======== RECORDS SUPPLIED ========

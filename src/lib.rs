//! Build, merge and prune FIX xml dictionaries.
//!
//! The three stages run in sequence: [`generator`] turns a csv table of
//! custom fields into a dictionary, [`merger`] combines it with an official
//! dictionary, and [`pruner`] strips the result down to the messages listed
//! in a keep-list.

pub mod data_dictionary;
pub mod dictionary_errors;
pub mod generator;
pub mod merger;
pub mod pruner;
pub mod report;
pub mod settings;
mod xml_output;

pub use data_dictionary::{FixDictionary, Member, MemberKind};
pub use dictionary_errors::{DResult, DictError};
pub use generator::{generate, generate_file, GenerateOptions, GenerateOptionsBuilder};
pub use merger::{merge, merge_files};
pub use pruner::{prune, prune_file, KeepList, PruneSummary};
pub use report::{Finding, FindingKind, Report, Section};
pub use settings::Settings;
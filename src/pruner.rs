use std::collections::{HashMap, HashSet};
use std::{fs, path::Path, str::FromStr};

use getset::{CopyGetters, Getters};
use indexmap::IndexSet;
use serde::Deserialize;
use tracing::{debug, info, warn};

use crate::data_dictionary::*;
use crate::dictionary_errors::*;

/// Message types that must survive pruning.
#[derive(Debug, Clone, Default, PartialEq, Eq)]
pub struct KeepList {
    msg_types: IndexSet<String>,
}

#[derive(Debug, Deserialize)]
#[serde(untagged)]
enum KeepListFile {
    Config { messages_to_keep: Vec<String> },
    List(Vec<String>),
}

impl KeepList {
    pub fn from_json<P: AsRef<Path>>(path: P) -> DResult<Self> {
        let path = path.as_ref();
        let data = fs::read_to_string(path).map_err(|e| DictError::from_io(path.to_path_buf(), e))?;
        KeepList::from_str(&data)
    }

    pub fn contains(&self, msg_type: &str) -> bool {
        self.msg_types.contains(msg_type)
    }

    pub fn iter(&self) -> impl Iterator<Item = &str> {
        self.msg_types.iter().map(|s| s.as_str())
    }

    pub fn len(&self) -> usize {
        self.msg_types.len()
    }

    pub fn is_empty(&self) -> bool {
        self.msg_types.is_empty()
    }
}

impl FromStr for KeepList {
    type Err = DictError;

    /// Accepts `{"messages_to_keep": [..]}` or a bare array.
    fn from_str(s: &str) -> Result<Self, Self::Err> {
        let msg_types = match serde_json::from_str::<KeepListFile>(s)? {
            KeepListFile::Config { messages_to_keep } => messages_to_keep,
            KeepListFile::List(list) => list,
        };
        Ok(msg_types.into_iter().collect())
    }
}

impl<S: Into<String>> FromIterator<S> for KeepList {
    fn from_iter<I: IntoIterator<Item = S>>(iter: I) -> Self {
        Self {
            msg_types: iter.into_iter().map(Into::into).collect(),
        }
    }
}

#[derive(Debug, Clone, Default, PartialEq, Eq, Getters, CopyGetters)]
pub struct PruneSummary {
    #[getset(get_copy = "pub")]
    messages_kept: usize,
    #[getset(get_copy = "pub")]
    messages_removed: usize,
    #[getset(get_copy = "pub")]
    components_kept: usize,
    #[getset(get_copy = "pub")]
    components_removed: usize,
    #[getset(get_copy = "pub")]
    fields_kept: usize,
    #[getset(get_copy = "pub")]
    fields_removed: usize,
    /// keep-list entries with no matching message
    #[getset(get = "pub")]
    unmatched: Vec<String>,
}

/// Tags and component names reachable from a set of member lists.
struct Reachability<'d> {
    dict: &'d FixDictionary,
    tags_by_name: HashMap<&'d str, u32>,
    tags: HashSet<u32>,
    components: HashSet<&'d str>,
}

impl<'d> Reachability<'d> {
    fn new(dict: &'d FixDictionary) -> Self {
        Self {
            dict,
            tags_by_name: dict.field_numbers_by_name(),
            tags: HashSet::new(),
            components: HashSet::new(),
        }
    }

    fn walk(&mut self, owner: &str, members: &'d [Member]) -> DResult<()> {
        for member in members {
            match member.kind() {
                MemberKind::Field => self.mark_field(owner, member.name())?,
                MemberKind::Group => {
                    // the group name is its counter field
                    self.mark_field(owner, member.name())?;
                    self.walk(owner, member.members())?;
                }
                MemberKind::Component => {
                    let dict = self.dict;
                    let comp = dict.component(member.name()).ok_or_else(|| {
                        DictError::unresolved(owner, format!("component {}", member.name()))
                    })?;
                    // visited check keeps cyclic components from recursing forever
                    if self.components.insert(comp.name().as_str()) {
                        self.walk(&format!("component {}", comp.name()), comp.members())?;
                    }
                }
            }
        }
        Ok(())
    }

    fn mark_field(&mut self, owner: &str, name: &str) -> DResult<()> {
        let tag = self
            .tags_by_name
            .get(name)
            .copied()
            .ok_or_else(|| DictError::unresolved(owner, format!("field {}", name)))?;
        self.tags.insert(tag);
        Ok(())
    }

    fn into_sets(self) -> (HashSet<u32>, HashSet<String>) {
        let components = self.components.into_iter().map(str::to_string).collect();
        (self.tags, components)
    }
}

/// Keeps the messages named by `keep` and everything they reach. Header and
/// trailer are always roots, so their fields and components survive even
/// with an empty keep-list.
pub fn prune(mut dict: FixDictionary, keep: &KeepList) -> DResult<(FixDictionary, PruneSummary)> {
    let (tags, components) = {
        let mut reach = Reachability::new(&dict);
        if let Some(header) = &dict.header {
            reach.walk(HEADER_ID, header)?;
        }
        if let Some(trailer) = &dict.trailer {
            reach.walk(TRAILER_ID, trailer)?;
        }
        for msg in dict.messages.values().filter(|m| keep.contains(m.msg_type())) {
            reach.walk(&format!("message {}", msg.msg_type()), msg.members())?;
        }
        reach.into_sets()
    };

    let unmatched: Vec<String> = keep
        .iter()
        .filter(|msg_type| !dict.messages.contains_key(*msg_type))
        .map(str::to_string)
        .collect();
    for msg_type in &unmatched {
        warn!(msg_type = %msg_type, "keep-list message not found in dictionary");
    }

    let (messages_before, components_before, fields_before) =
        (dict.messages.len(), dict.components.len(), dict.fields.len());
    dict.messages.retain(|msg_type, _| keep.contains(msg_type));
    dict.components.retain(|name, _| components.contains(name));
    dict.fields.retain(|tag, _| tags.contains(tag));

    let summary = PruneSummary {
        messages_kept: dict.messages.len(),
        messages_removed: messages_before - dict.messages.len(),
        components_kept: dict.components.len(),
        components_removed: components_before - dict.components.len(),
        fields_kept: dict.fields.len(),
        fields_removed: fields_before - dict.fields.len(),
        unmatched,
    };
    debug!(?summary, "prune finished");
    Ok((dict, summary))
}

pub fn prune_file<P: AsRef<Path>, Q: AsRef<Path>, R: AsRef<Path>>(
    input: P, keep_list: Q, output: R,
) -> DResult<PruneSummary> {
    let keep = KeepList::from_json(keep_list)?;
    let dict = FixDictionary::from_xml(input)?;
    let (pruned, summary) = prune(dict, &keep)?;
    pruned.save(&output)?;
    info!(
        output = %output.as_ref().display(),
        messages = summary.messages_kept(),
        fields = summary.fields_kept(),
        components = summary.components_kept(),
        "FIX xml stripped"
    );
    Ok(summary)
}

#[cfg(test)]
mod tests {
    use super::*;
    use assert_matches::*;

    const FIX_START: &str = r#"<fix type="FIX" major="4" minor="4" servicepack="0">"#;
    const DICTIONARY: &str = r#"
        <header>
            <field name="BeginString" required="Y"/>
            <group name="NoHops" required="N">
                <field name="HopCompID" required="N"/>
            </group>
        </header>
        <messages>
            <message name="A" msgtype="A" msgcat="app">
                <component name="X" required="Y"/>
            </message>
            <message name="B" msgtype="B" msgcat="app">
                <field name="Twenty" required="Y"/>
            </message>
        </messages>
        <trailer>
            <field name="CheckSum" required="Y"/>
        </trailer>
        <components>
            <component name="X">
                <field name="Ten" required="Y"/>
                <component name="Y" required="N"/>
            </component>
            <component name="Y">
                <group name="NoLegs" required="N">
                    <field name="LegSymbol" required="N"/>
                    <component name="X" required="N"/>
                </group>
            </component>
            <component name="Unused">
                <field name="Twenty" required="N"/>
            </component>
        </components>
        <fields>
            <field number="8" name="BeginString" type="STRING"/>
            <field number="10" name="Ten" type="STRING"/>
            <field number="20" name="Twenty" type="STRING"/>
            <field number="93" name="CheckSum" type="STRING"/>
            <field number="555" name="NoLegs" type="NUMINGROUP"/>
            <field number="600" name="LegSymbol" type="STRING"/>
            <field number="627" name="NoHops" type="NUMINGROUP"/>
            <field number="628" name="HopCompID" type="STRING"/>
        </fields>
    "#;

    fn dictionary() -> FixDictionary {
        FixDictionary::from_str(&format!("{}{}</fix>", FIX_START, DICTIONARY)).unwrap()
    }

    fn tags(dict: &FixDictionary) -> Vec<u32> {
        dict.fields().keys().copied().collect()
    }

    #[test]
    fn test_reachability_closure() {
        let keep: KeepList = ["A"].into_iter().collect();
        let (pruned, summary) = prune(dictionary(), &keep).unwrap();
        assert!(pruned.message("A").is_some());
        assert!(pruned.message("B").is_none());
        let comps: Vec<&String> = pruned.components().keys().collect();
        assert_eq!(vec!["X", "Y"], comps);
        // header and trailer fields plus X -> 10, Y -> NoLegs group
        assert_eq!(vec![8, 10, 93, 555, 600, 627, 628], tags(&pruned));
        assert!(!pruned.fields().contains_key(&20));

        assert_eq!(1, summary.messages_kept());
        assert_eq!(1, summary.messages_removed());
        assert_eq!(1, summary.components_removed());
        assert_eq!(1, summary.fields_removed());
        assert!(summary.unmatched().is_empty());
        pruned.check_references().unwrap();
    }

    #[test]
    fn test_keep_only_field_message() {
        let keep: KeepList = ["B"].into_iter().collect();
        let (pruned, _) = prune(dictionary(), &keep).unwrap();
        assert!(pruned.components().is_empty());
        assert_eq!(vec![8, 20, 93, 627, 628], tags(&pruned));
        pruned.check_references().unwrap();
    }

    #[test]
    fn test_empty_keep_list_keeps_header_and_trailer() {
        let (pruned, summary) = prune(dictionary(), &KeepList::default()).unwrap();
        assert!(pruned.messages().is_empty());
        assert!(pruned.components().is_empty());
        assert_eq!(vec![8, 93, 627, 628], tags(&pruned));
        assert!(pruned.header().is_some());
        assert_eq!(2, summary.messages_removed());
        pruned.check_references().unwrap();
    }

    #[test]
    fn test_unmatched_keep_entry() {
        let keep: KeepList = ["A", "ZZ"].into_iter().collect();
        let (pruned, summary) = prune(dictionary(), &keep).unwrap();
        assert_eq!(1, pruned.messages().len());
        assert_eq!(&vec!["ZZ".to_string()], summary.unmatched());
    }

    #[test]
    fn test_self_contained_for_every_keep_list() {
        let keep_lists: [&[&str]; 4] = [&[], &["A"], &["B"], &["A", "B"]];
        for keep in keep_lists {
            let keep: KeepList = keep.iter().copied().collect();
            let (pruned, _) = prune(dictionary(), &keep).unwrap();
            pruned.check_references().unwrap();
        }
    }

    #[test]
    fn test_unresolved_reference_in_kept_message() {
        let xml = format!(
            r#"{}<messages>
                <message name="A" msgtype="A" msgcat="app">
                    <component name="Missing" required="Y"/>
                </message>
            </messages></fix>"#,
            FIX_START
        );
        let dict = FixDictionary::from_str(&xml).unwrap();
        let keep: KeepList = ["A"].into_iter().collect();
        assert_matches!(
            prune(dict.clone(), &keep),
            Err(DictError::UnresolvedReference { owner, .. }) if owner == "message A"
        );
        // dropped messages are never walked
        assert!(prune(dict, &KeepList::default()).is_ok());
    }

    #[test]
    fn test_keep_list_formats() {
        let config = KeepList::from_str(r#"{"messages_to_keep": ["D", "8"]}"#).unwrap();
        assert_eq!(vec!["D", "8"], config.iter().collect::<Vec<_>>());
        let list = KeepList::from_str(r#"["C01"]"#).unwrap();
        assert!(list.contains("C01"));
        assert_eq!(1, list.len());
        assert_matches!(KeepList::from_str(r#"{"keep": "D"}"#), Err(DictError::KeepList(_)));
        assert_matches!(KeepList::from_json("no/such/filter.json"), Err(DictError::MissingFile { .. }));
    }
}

========

EXERCISE INSTRUCTIONS: Gather each line from the entries above that includes the word "const".

EXPECTED ANSWER:
    const FIX_START: &str = r#"<fix type="FIX" major="4" minor="4" servicepack="0">"#;
    const DICTIONARY: &str = r#"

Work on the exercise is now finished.